▶ **TASK GOAL**:
The answer must consist of every line below containing "time".

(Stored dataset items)
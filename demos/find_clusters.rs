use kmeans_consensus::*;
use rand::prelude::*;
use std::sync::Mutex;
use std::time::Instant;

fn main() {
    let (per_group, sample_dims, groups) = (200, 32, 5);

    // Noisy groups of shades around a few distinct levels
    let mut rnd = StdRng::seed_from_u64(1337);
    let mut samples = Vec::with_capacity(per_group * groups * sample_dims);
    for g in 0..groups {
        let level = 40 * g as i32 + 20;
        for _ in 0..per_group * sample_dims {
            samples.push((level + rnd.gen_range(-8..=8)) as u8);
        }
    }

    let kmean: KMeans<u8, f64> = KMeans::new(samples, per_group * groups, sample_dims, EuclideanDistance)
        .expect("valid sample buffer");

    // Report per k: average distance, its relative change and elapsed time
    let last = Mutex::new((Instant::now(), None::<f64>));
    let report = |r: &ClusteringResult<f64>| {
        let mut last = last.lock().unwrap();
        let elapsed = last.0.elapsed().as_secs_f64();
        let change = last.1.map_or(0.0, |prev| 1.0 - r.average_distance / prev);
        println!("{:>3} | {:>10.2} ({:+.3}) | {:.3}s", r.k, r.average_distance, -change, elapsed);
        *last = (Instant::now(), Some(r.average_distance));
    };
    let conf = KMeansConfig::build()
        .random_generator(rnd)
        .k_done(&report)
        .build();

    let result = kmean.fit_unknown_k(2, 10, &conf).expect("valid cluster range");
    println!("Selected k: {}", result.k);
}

▶ **EXERCISE OUTPUT**:
use std::time::Instant;
    // Report per k: average distance, its relative change and elapsed time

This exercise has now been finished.